Что‑то внутри неё дёрнулось, как оголённый нерв от прикосновения льда. Этот кубок был почти копией того, другого — того, который когда‑то стоял на полке в их старом доме, в той самой гостиной, где отец любил устраивать свои «суды».
Перед глазами вспыхнула другая комната — тесная, с облупившимися обоями и запахом сырости, который въедался в кожу и волосы, будто сам дом был пропитан безысходностью. Мать умерла при родах, отдав ей свою жизнь, как будто заранее расплатившись за все будущие беды. Отец не называл это жертвой — он называл это проклятием. В его глазах она была не дочерью, а живым напоминанием о потере, о том, что он лишился самого дорогого из‑за неё.
Он не кричал — он говорил тихо, размеренно, и от этого становилось ещё страшнее. Его голос был ровным, почти будничным, будто он обсуждал погоду, а не её вину. «Ты забрала её, — повторял он, глядя сквозь неё, будто видел не девочку, а какое‑то чудовище. — Ты виновата. Ты испортила мне жизнь. Ты — ошибка, которую нельзя исправить, но можно наказать». И каждый раз, когда вина требовала наказания, он выбирал что‑то тяжёлое, что удобно ложится в руку. В тот раз это был кубок.
Анна помнила хруст собственных рёбер, как будто это случилось не много лет назад, а вчера.

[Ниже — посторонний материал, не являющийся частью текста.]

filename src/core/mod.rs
pub mod domain;
pub mod infrastructure;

Помнила, как металл холодил кожу ещё до удара, как гравировка врезалась в ладонь, когда она пыталась закрыться. Помнила тишину после — не ту, что бывает в спокойных домах, а глухую, давящую, когда даже часы перестают тикать, потому что боятся привлечь внимание. Потом он запер её в кладовке — там пахло пылью и старыми газетами, и она сидела на полу, прижимая локти к сломанным рёбрам, чтобы хоть немного унять боль, и шептала себе: «Я выживу. Я уйду. Я стану другой».
Отец никогда не терял контроля — в этом и была его особая жестокость. Он не бился в истерике, не кричал, не топал ногами. Он был пугающе спокоен, будто наказывал не от гнева, а по расписанию, как выполнял скучную, но необходимую работу. Однажды, когда ей было лет двенадцать, он заставил её стоять посреди комнаты, пока он медленно, по одному, разбивал все тарелки в доме — не потому, что она что‑то сделала, а потому, что день выдался «тяжёлым». «Учись отвечать за атмосферу, — говорил он, и каждое слово падало, как камень. — Если вокруг плохо — значит, виновата ты».
Когда ей исполнилось восемнадцать, она сбежала. Не собрала вещей — только вытащила из тайника под половицей потрёпанный паспорт и пять тысяч рублей, которые копила годами, подрабатывая после школы. Ушла ночью, пока отец спал, и даже не оглянулась на дом, который никогда не был ей домом. Она строила свою жизнь заново — комнату в общежитии, дешёвую работу в офисе, курсы бухгалтерии, долгие вечера над учебниками, когда хотелось просто лечь и не вставать. Она училась быть незаметной, но полезной. Училась не плакать. Училась выживать.